The afternoon brought some free time. Fr. Apollinaire Mutima, SCJ, is the associate at st. Gabriel Mission. He is also studying in a field not usually associated with theology: forestry and agronomics. His last “field” placement was in the forests downriver where he learned about sustainability and trees. The jungle/forest has incredibly rich biodiversity, but the ecosystem is fragile and subject to abuse. We are stewards of the earth we inherit, and want to pass it on to the next generation in better shape than we found it. But that will take much work and conscious effort.

In the evening 27 area SCJs gathered for a farewell supper. We’ve been hosted and shown around by many of them individually, but it was nice to have everyone together at the provincial house. Tomorrow we travel back to the capitol, Kinshasa, so tonight was a time to exchange laughter, stories and email addresses, and wonder when we might next meet again.

Education about education in Congo

Fr.
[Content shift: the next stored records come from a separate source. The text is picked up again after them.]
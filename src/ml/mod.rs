//! Model trainers and the predictors they produce.
//!
//! Both variants are deterministic for a fixed seed, never mutate the
//! training set, and serialize to JSON through [`TrainedModel`].

use ndarray::ArrayView1;
use serde::{Deserialize, Serialize};
use thiserror::Error;

use crate::dataset::SampleSet;

pub mod forest;
pub mod metrics;
pub mod tree;

pub use forest::{ForestOptions, MaxFeatures, RandomForest, train_forest};
pub use tree::{DecisionTree, TreeNode, TreeOptions, train_tree};

#[derive(Debug, Error, PartialEq)]
pub enum TrainError {
    #[error("Training set is empty")]
    EmptyTrainingSet,
    #[error("Need at least 2 classes, found {found}")]
    TooFewClasses { found: usize },
    #[error("Invalid hyperparameter {name} = {value}")]
    InvalidHyperparameter { name: &'static str, value: String },
}

/// Capability shared by every fitted model: map a feature vector to a class.
pub trait Classifier {
    /// Ordered class names; predictions index into this list.
    fn classes(&self) -> &[String];

    /// Class probabilities for a single feature vector.
    ///
    /// Returns an empty vector when `features` does not have the length the
    /// model was fitted on.
    fn predict_proba(&self, features: ArrayView1<'_, f32>) -> Vec<f32>;

    /// Most probable class index; the first class wins ties. `None` when the
    /// model cannot score `features`.
    fn predict(&self, features: ArrayView1<'_, f32>) -> Option<usize> {
        argmax(&self.predict_proba(features))
    }

    /// Most probable class name.
    fn predict_label(&self, features: ArrayView1<'_, f32>) -> Option<&str> {
        let idx = self.predict(features)?;
        self.classes().get(idx).map(String::as_str)
    }
}

/// Which classifier to fit, with its hyperparameters.
#[derive(Debug, Clone, PartialEq, Serialize, Deserialize)]
#[serde(tag = "kind", rename_all = "snake_case")]
pub enum TrainerConfig {
    Tree(TreeOptions),
    Forest(ForestOptions),
}

impl Default for TrainerConfig {
    fn default() -> Self {
        TrainerConfig::Forest(ForestOptions::default())
    }
}

impl TrainerConfig {
    /// Fit the configured classifier on `train`.
    pub fn fit(&self, train: &SampleSet) -> Result<TrainedModel, TrainError> {
        match self {
            TrainerConfig::Tree(options) => train_tree(train, options).map(TrainedModel::Tree),
            TrainerConfig::Forest(options) => {
                train_forest(train, options).map(TrainedModel::Forest)
            }
        }
    }

    pub fn kind_name(&self) -> &'static str {
        match self {
            TrainerConfig::Tree(_) => "tree",
            TrainerConfig::Forest(_) => "forest",
        }
    }

    /// Seed driving the trainer's randomness.
    pub fn seed(&self) -> u64 {
        match self {
            TrainerConfig::Tree(options) => options.seed,
            TrainerConfig::Forest(options) => options.seed,
        }
    }

    pub fn set_seed(&mut self, seed: u64) {
        match self {
            TrainerConfig::Tree(options) => options.seed = seed,
            TrainerConfig::Forest(options) => options.seed = seed,
        }
    }
}

/// A fitted model of either variant.
#[derive(Debug, Clone, PartialEq, Serialize, Deserialize)]
#[serde(tag = "kind", rename_all = "snake_case")]
pub enum TrainedModel {
    Tree(DecisionTree),
    Forest(RandomForest),
}

impl TrainedModel {
    pub fn kind_name(&self) -> &'static str {
        match self {
            TrainedModel::Tree(_) => "tree",
            TrainedModel::Forest(_) => "forest",
        }
    }

    /// Validate structural invariants of the wrapped model.
    pub fn validate(&self) -> Result<(), String> {
        match self {
            TrainedModel::Tree(model) => model.validate(),
            TrainedModel::Forest(model) => model.validate(),
        }
    }
}

impl Classifier for TrainedModel {
    fn classes(&self) -> &[String] {
        match self {
            TrainedModel::Tree(model) => model.classes(),
            TrainedModel::Forest(model) => model.classes(),
        }
    }

    fn predict_proba(&self, features: ArrayView1<'_, f32>) -> Vec<f32> {
        match self {
            TrainedModel::Tree(model) => model.predict_proba(features),
            TrainedModel::Forest(model) => model.predict_proba(features),
        }
    }
}

pub(crate) fn check_training_set(train: &SampleSet) -> Result<(), TrainError> {
    if train.is_empty() {
        return Err(TrainError::EmptyTrainingSet);
    }
    if train.classes().len() < 2 {
        return Err(TrainError::TooFewClasses {
            found: train.classes().len(),
        });
    }
    Ok(())
}

fn argmax(values: &[f32]) -> Option<usize> {
    let mut best: Option<(usize, f32)> = None;
    for (idx, &v) in values.iter().enumerate() {
        if best.is_none_or(|(_, best_val)| v > best_val) {
            best = Some((idx, v));
        }
    }
    best.map(|(idx, _)| idx)
}
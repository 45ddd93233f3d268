//! Delimited-text loader selecting the iris columns by header name.

use std::collections::{BTreeMap, BTreeSet};
use std::fs::File;
use std::path::Path;

use csv::{ReaderBuilder, StringRecord, Trim};
use ndarray::Array2;

use super::DataFormatError;
use super::samples::{FEATURE_NAMES, LABEL_COLUMN, N_FEATURES, SampleSet};

/// Load a CSV file with a header row into a sample set.
///
/// Only the four feature columns and the `species` column are read; any other
/// columns are ignored and column order does not matter. Classes are the
/// distinct label values in sorted order.
pub fn load_csv(path: &Path) -> Result<SampleSet, DataFormatError> {
    let file = File::open(path).map_err(|source| DataFormatError::Io {
        path: path.to_path_buf(),
        source,
    })?;
    let mut reader = ReaderBuilder::new()
        .has_headers(true)
        .trim(Trim::All)
        .from_reader(file);

    let headers = reader
        .headers()
        .map_err(|source| DataFormatError::Csv {
            path: path.to_path_buf(),
            source,
        })?
        .clone();
    let columns = ColumnIndex::resolve(&headers)?;

    let mut values = Vec::new();
    let mut raw_labels = Vec::new();
    for (row, record) in reader.records().enumerate() {
        let record = record.map_err(|source| DataFormatError::Csv {
            path: path.to_path_buf(),
            source,
        })?;
        for (feature, &col) in columns.features.iter().enumerate() {
            values.push(parse_feature(&record, row, feature, col)?);
        }
        let label = record.get(columns.label).unwrap_or_default();
        if label.is_empty() {
            return Err(DataFormatError::MissingLabel { row });
        }
        raw_labels.push(label.to_string());
    }

    if raw_labels.is_empty() {
        return Err(DataFormatError::Empty {
            path: path.to_path_buf(),
        });
    }

    let classes: Vec<String> = raw_labels
        .iter()
        .cloned()
        .collect::<BTreeSet<_>>()
        .into_iter()
        .collect();
    let class_index: BTreeMap<&str, usize> = classes
        .iter()
        .enumerate()
        .map(|(idx, name)| (name.as_str(), idx))
        .collect();
    let labels = raw_labels
        .iter()
        .map(|name| class_index[name.as_str()])
        .collect();

    let features = Array2::from_shape_vec((raw_labels.len(), N_FEATURES), values)?;
    tracing::debug!(
        path = %path.display(),
        rows = raw_labels.len(),
        classes = classes.len(),
        "Loaded CSV dataset"
    );
    SampleSet::new(classes, features, labels)
}

/// Header positions of the required columns.
struct ColumnIndex {
    features: [usize; N_FEATURES],
    label: usize,
}

impl ColumnIndex {
    fn resolve(headers: &StringRecord) -> Result<Self, DataFormatError> {
        let find = |name: &str| {
            headers
                .iter()
                .position(|header| header == name)
                .ok_or_else(|| DataFormatError::MissingColumn {
                    column: name.to_string(),
                })
        };
        let mut features = [0usize; N_FEATURES];
        for (slot, name) in features.iter_mut().zip(FEATURE_NAMES) {
            *slot = find(name)?;
        }
        Ok(Self {
            features,
            label: find(LABEL_COLUMN)?,
        })
    }
}

fn parse_feature(
    record: &StringRecord,
    row: usize,
    feature: usize,
    col: usize,
) -> Result<f32, DataFormatError> {
    let cell = record.get(col).unwrap_or_default();
    let value = cell
        .parse::<f32>()
        .map_err(|_| DataFormatError::NonNumeric {
            row,
            column: FEATURE_NAMES[feature].to_string(),
            value: cell.to_string(),
        })?;
    if !value.is_finite() {
        return Err(DataFormatError::NonFinite {
            row,
            column: FEATURE_NAMES[feature].to_string(),
            value,
        });
    }
    Ok(value)
}

#[cfg(test)]
mod tests {
    use super::*;
    use tempfile::tempdir;

    fn write_csv(contents: &str) -> (tempfile::TempDir, std::path::PathBuf) {
        let dir = tempdir().unwrap();
        let path = dir.path().join("iris.csv");
        std::fs::write(&path, contents).unwrap();
        (dir, path)
    }

    #[test]
    fn loads_rows_and_sorts_classes() {
        let (_dir, path) = write_csv(
            "sepal_length,sepal_width,petal_length,petal_width,species\n\
             6.3,3.3,6.0,2.5,virginica\n\
             5.1,3.5,1.4,0.2,setosa\n\
             7.0,3.2,4.7,1.4,versicolor\n",
        );
        let set = load_csv(&path).unwrap();
        assert_eq!(set.len(), 3);
        assert_eq!(set.classes(), &["setosa", "versicolor", "virginica"]);
        assert_eq!(set.labels(), &[2, 0, 1]);
        assert_eq!(set.row(1).to_vec(), vec![5.1, 3.5, 1.4, 0.2]);
    }

    #[test]
    fn column_order_and_extra_columns_are_ignored() {
        let (_dir, path) = write_csv(
            "id,species,petal_width,petal_length,sepal_width,sepal_length\n\
             1,setosa,0.2,1.4,3.5,5.1\n\
             2,virginica,2.5,6.0,3.3,6.3\n",
        );
        let set = load_csv(&path).unwrap();
        assert_eq!(set.row(0).to_vec(), vec![5.1, 3.5, 1.4, 0.2]);
        assert_eq!(set.label_name(1), "virginica");
    }

    #[test]
    fn missing_column_fails_fast() {
        let (_dir, path) = write_csv(
            "sepal_length,sepal_width,petal_length,species\n\
             5.1,3.5,1.4,setosa\n",
        );
        let err = load_csv(&path).unwrap_err();
        match err {
            DataFormatError::MissingColumn { column } => assert_eq!(column, "petal_width"),
            other => panic!("unexpected error: {other}"),
        }
    }

    #[test]
    fn non_numeric_cell_reports_position() {
        let (_dir, path) = write_csv(
            "sepal_length,sepal_width,petal_length,petal_width,species\n\
             5.1,3.5,1.4,0.2,setosa\n\
             4.9,wide,1.4,0.2,setosa\n",
        );
        let err = load_csv(&path).unwrap_err();
        match err {
            DataFormatError::NonNumeric { row, column, value } => {
                assert_eq!(row, 1);
                assert_eq!(column, "sepal_width");
                assert_eq!(value, "wide");
            }
            other => panic!("unexpected error: {other}"),
        }
    }

    #[test]
    fn empty_cell_is_non_numeric() {
        let (_dir, path) = write_csv(
            "sepal_length,sepal_width,petal_length,petal_width,species\n\
             5.1,,1.4,0.2,setosa\n",
        );
        assert!(matches!(
            load_csv(&path),
            Err(DataFormatError::NonNumeric { row: 0, .. })
        ));
    }

    #[test]
    fn nan_cell_is_rejected() {
        let (_dir, path) = write_csv(
            "sepal_length,sepal_width,petal_length,petal_width,species\n\
             5.1,NaN,1.4,0.2,setosa\n",
        );
        assert!(matches!(
            load_csv(&path),
            Err(DataFormatError::NonFinite { row: 0, .. })
        ));
    }

    #[test]
    fn header_only_file_is_empty() {
        let (_dir, path) =
            write_csv("sepal_length,sepal_width,petal_length,petal_width,species\n");
        assert!(matches!(load_csv(&path), Err(DataFormatError::Empty { .. })));
    }

    #[test]
    fn missing_file_is_io_error() {
        let dir = tempdir().unwrap();
        let err = load_csv(&dir.path().join("absent.csv")).unwrap_err();
        assert!(matches!(err, DataFormatError::Io { .. }));
    }
}
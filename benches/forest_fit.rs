use std::hint::black_box;

use criterion::{BenchmarkId, Criterion, criterion_group, criterion_main};
use irisml::dataset::{load_builtin, split};
use irisml::ml::{ForestOptions, TreeOptions, train_forest, train_tree};

fn bench_forest_fit(c: &mut Criterion) {
    let set = load_builtin().expect("builtin iris");
    let (train, _) = split(&set, 0.2, 42, false).expect("split");
    for n_trees in [10usize, 100] {
        let options = ForestOptions {
            n_trees,
            ..ForestOptions::default()
        };
        c.bench_with_input(
            BenchmarkId::new("forest_fit", n_trees),
            &options,
            |b, options| {
                b.iter(|| train_forest(black_box(&train), options).expect("fit forest"));
            },
        );
    }
}

fn bench_tree_fit(c: &mut Criterion) {
    let set = load_builtin().expect("builtin iris");
    let (train, _) = split(&set, 0.4, 42, true).expect("split");
    let options = TreeOptions {
        max_depth: Some(3),
        seed: 1,
        ..TreeOptions::default()
    };
    c.bench_function("tree_fit_depth3", |b| {
        b.iter(|| train_tree(black_box(&train), &options).expect("fit tree"));
    });
}

criterion_group!(benches, bench_forest_fit, bench_tree_fit);
criterion_main!(benches);
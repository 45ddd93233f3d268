use ndarray::ArrayView1;
use serde::{Deserialize, Serialize};

use crate::ml::Classifier;

/// Node of a fitted tree, stored in pre-order so children always follow
/// their parent in `DecisionTree::nodes`.
#[derive(Debug, Clone, PartialEq, Serialize, Deserialize)]
#[serde(tag = "node", rename_all = "snake_case")]
pub enum TreeNode {
    /// Internal node routing `feature <= threshold` to `left`.
    Split {
        feature: usize,
        threshold: f32,
        left: usize,
        right: usize,
    },
    /// Terminal node holding the class distribution of its training samples.
    Leaf { distribution: Vec<f32> },
}

/// CART classification tree.
#[derive(Debug, Clone, PartialEq, Serialize, Deserialize)]
pub struct DecisionTree {
    /// Ordered list of class identifiers.
    pub classes: Vec<String>,
    /// Number of `f32` values per feature vector.
    pub feature_len: usize,
    /// Root is `nodes[0]`.
    pub nodes: Vec<TreeNode>,
}

impl DecisionTree {
    /// Validate structural invariants of the tree.
    pub fn validate(&self) -> Result<(), String> {
        if self.classes.is_empty() {
            return Err("Tree has no classes".to_string());
        }
        if self.nodes.is_empty() {
            return Err("Tree has no nodes".to_string());
        }
        for (idx, node) in self.nodes.iter().enumerate() {
            match node {
                TreeNode::Split {
                    feature,
                    threshold,
                    left,
                    right,
                } => {
                    if *feature >= self.feature_len {
                        return Err(format!(
                            "Node {idx} splits on feature {feature} but only {} exist",
                            self.feature_len
                        ));
                    }
                    if !threshold.is_finite() {
                        return Err(format!("Node {idx} has a non-finite threshold"));
                    }
                    for child in [*left, *right] {
                        if child <= idx || child >= self.nodes.len() {
                            return Err(format!("Node {idx} has invalid child {child}"));
                        }
                    }
                }
                TreeNode::Leaf { distribution } => {
                    if distribution.len() != self.classes.len() {
                        return Err(format!(
                            "Leaf {idx} has {} probabilities but expected {}",
                            distribution.len(),
                            self.classes.len()
                        ));
                    }
                    if distribution.iter().any(|p| !p.is_finite() || *p < 0.0) {
                        return Err(format!("Leaf {idx} has an invalid probability"));
                    }
                }
            }
        }
        Ok(())
    }

    /// Length of the longest root-to-leaf path, counted in edges.
    pub fn depth(&self) -> usize {
        self.depth_from(0)
    }

    fn depth_from(&self, idx: usize) -> usize {
        match self.nodes.get(idx) {
            Some(TreeNode::Split { left, right, .. }) => {
                1 + self.depth_from(*left).max(self.depth_from(*right))
            }
            _ => 0,
        }
    }

    pub fn n_leaves(&self) -> usize {
        self.nodes
            .iter()
            .filter(|node| matches!(node, TreeNode::Leaf { .. }))
            .count()
    }
}

impl Classifier for DecisionTree {
    fn classes(&self) -> &[String] {
        &self.classes
    }

    fn predict_proba(&self, features: ArrayView1<'_, f32>) -> Vec<f32> {
        if features.len() != self.feature_len {
            return Vec::new();
        }
        let mut idx = 0usize;
        loop {
            match self.nodes.get(idx) {
                Some(TreeNode::Split {
                    feature,
                    threshold,
                    left,
                    right,
                }) => {
                    let Some(&value) = features.get(*feature) else {
                        return Vec::new();
                    };
                    idx = if value <= *threshold { *left } else { *right };
                }
                Some(TreeNode::Leaf { distribution }) => return distribution.clone(),
                None => return Vec::new(),
            }
        }
    }
}

#[cfg(test)]
mod tests {
    use super::*;
    use ndarray::aview1;

    fn stump() -> DecisionTree {
        DecisionTree {
            classes: vec!["a".into(), "b".into()],
            feature_len: 4,
            nodes: vec![
                TreeNode::Split {
                    feature: 2,
                    threshold: 2.5,
                    left: 1,
                    right: 2,
                },
                TreeNode::Leaf {
                    distribution: vec![1.0, 0.0],
                },
                TreeNode::Leaf {
                    distribution: vec![0.25, 0.75],
                },
            ],
        }
    }

    #[test]
    fn routes_on_threshold_inclusive_left() {
        let tree = stump();
        assert_eq!(tree.predict(aview1(&[0.0, 0.0, 2.5, 0.0])), Some(0));
        assert_eq!(tree.predict(aview1(&[0.0, 0.0, 2.6, 0.0])), Some(1));
        assert_eq!(
            tree.predict_proba(aview1(&[0.0, 0.0, 9.0, 0.0])),
            vec![0.25, 0.75]
        );
        assert_eq!(tree.predict_label(aview1(&[0.0, 0.0, 9.0, 0.0])), Some("b"));
    }

    #[test]
    fn wrong_feature_count_is_not_scored() {
        let tree = stump();
        assert!(tree.predict_proba(aview1(&[5.0])).is_empty());
        assert!(tree.predict_proba(aview1(&[0.0, 0.0, 9.0, 0.0, 1.0])).is_empty());
        assert_eq!(tree.predict(aview1(&[5.0])), None);
        assert_eq!(tree.predict_label(aview1(&[5.0])), None);
    }

    #[test]
    fn reports_shape() {
        let tree = stump();
        tree.validate().unwrap();
        assert_eq!(tree.depth(), 1);
        assert_eq!(tree.n_leaves(), 2);
    }

    #[test]
    fn validate_rejects_backward_child() {
        let mut tree = stump();
        tree.nodes[0] = TreeNode::Split {
            feature: 0,
            threshold: 1.0,
            left: 0,
            right: 2,
        };
        assert!(tree.validate().is_err());
    }

    #[test]
    fn validate_rejects_short_distribution() {
        let mut tree = stump();
        tree.nodes[1] = TreeNode::Leaf {
            distribution: vec![1.0],
        };
        assert!(tree.validate().is_err());
    }
}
Charles Brown shared the photo above of SCJs with diocesan radio and television personnel in Congo. The US Province helps to financially support the broadcast center whose task is "evangelization and social development." Fr. Steve was interviewed on television during his visit.

Fr. Charles Brown shared the photo above of SCJs with diocesan radio and television personnel in Kisangani. The US Province helps to financially support the broadcast center whose task is “evangelization and social development.” Fr. Steve was interviewed on television during his visit.

Fr. Stephen Huffstetter continues to share his journal entries from the Congolese Province:

Friday, November 28 - The SCJ visitors from Poland and Cameroon returned home  yesterday and we welcomed two new members from the North Italian Province, Frs. Nerio and Daniele to our tour group. They flew into Uganda and took part in the events of the eastern part of the Congo before working their way to Kisangani to meet up with us here.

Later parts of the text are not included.